Why do we perceive as we perceive? Michael Joo (b. 1966, USA) has non-linear, almost cyclical approach to his practice. Together with his combination of scientific language and research, this results in work that is a documentation of process.Read More
Whether chemically treated, silver-coated or photo-based, Joo's artwork combines a range of techniques associated with sculpture, painting, photography and print-making. He continues to blur the boundaries between art and science through his investigation into ontology, epistemology and entropy; creating a cross-disciplinary and multi-dimensional dialogue to engage, question, meditate and explore.

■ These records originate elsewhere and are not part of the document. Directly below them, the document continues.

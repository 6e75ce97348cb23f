//! Error types for the gateway core.

use std::time::Duration;

use thiserror::Error;

use crate::gateway::opcode::CloseCode;

#[derive(Error, Debug)]
pub enum Error {
    /// The websocket transport failed.
    #[error("websocket error: {0}")]
    WebSocket(#[from] tokio_tungstenite::tungstenite::Error),

    /// A payload could not be (de)serialised.
    #[error("json error: {0}")]
    Json(#[from] serde_json::Error),

    /// The gateway broke protocol (unexpected opcode, missing hello, ...).
    #[error("gateway error: {0}")]
    Gateway(String),

    /// The gateway closed the connection with a close frame.
    #[error("gateway closed the connection with code {code}: {reason}")]
    Closed { code: u16, reason: String },

    /// A value could not be parsed as a snowflake.
    #[error("invalid snowflake: {0:?}")]
    InvalidSnowflake(String),

    /// Invalid or missing configuration.
    #[error("configuration error: {0}")]
    Config(String),

    /// The heartbeat task is no longer running.
    #[error("kokoro is not running")]
    KokoroStopped,

    /// Reconnecting gave up after the configured number of attempts.
    #[error("gave up reconnecting after {attempts} attempts")]
    ReconnectExhausted { attempts: u32 },
}

impl Error {
    /// Whether reconnecting can fix this error.
    pub fn is_retryable(&self) -> bool {
        match self {
            Self::WebSocket(_) | Self::Gateway(_) | Self::Json(_) => true,
            Self::Closed { code, .. } => !CloseCode::is_fatal(*code),
            Self::InvalidSnowflake(_)
            | Self::Config(_)
            | Self::KokoroStopped
            | Self::ReconnectExhausted { .. } => false,
        }
    }

    /// Whether a reconnect after this error may resume the old session.
    pub fn can_resume(&self) -> bool {
        match self {
            Self::Closed { code, .. } => CloseCode::can_resume(*code),
            _ => self.is_retryable(),
        }
    }

    /// Suggested delay before the next attempt, if the error carries one.
    pub fn retry_after(&self) -> Option<Duration> {
        match self {
            // rate limited by the gateway, wait out a full minute window
            Self::Closed { code: 4008, .. } => Some(Duration::from_secs(60)),
            _ => None,
        }
    }
}

pub type Result<T> = std::result::Result<T, Error>;
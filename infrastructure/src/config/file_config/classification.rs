//! Classification configuration from TOML (`[classification]` section)

use ecogroup_application::ClassificationParams;
use ecogroup_domain::{ConfigIssue, ConfigIssueCode, Severity, TemplateSource};
use serde::{Deserialize, Serialize};

/// Raw classification configuration from TOML
///
/// # Example
///
/// ```toml
/// [classification]
/// chunk_size = 5
/// max_concurrent_calls = 4
/// force_grouping = false
/// research_focus = "Fisheries impacts on demersal food webs"
/// template = "default"                     # default, upload, ecobase, geojson
/// template_path = "03_grouping_template.json"
/// proposals = 3
/// ```
#[derive(Debug, Clone, PartialEq, Serialize, Deserialize)]
#[serde(default)]
pub struct FileClassificationConfig {
    pub chunk_size: usize,
    pub max_concurrent_calls: usize,
    pub force_grouping: bool,
    pub research_focus: Option<String>,
    pub template: String,
    /// Default template file
    pub template_path: String,
    /// File used when `template = "upload"`
    pub upload_path: Option<String>,
    /// Parallel group proposals for GeoJSON template synthesis
    pub proposals: usize,
}

impl Default for FileClassificationConfig {
    fn default() -> Self {
        let params = ClassificationParams::default();
        Self {
            chunk_size: params.chunk_size,
            max_concurrent_calls: params.max_concurrent_calls,
            force_grouping: params.force_grouping,
            research_focus: None,
            template: TemplateSource::default().to_string(),
            template_path: "03_grouping_template.json".to_string(),
            upload_path: None,
            proposals: 3,
        }
    }
}

impl FileClassificationConfig {
    pub fn parse_template(&self) -> (TemplateSource, Vec<ConfigIssue>) {
        match self.template.parse::<TemplateSource>() {
            Ok(source) => (source, vec![]),
            Err(_) => {
                let issue = ConfigIssue {
                    severity: Severity::Warning,
                    code: ConfigIssueCode::InvalidEnumValue {
                        field: "classification.template".to_string(),
                        value: self.template.clone(),
                        valid_values: TemplateSource::names().map(String::from).to_vec(),
                    },
                    message: format!(
                        "classification.template: unknown value '{}', falling back to 'default'",
                        self.template
                    ),
                };
                (TemplateSource::default(), vec![issue])
            }
        }
    }

    pub fn to_params(&self) -> ClassificationParams {
        ClassificationParams::default()
            .with_chunk_size(self.chunk_size)
            .with_max_concurrent_calls(self.max_concurrent_calls)
            .with_force_grouping(self.force_grouping)
            .with_research_focus(
                self.research_focus
                    .clone()
                    .filter(|f| !f.trim().is_empty()),
            )
    }

    pub fn validate(&self) -> Vec<ConfigIssue> {
        let mut issues = self.parse_template().1;
        for (field, value) in [
            ("chunk_size", self.chunk_size),
            ("max_concurrent_calls", self.max_concurrent_calls),
            ("proposals", self.proposals),
        ] {
            if value == 0 {
                issues.push(ConfigIssue {
                    severity: Severity::Warning,
                    code: ConfigIssueCode::OutOfRange {
                        field: format!("classification.{}", field),
                    },
                    message: format!("classification.{}: 0 is treated as 1", field),
                });
            }
        }
        issues
    }
}

#[cfg(test)]
mod tests {
    use super::*;

    #[test]
    fn test_unknown_template_falls_back() {
        let config = FileClassificationConfig {
            template: "wikipedia".to_string(),
            ..Default::default()
        };
        let (source, issues) = config.parse_template();
        assert_eq!(source, TemplateSource::Default);
        assert!(matches!(
            issues[0].code,
            ConfigIssueCode::InvalidEnumValue { .. }
        ));
    }

    #[test]
    fn test_blank_research_focus_dropped() {
        let config = FileClassificationConfig {
            research_focus: Some("  ".to_string()),
            force_grouping: true,
            ..Default::default()
        };
        let params = config.to_params();
        assert!(params.research_focus.is_none());
        assert!(params.force_grouping);
    }

    #[test]
    fn test_zero_chunk_size_warns() {
        let config = FileClassificationConfig {
            chunk_size: 0,
            ..Default::default()
        };
        let issues = config.validate();
        assert_eq!(issues.len(), 1);
        assert_eq!(issues[0].severity, Severity::Warning);
    }
}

By juxtaposing humanity's various pools of knowledge and culture, Joo addresses the fluid nature of identity itself. It seems as if the artist's intention is to achieve the unachievable: to make us see an object in real life that is barely conceivable as thought alone.
Using silver nitrate, a chemical traditionally used, in photography, the artist explores the compounds inherent reflective properties and ability to render visible the invisible. It allows the viewer to both be bathed in the reflected light of the work whilst physically appearing within the work itself, at once seeing the artist's work and their response to it.
Joo is more interested in the way we perceive than in what it is we are looking at in the symbolic as well as the literal sense. The seemingly liquid and hybrid environments that Joo creates reflect his own history: born to Korean parents in the United States, a science graduate turned artist, Joo comes from a multi-cultural background with an interdisciplinary academic history. The diversity of reference and material in his work mirrors the complexity and richness, which is so typical of identity–collective and individual–in modern contemporary society. It is a complexity that Joo has experienced and been influenced by since childhood.
Michael Joo received his MFA from the Yale School of Art, Yale University, New Haven, in 1991, after graduating with a BFA from Washington University, St Louis, 1989.
Text courtesy Kavi Gupta.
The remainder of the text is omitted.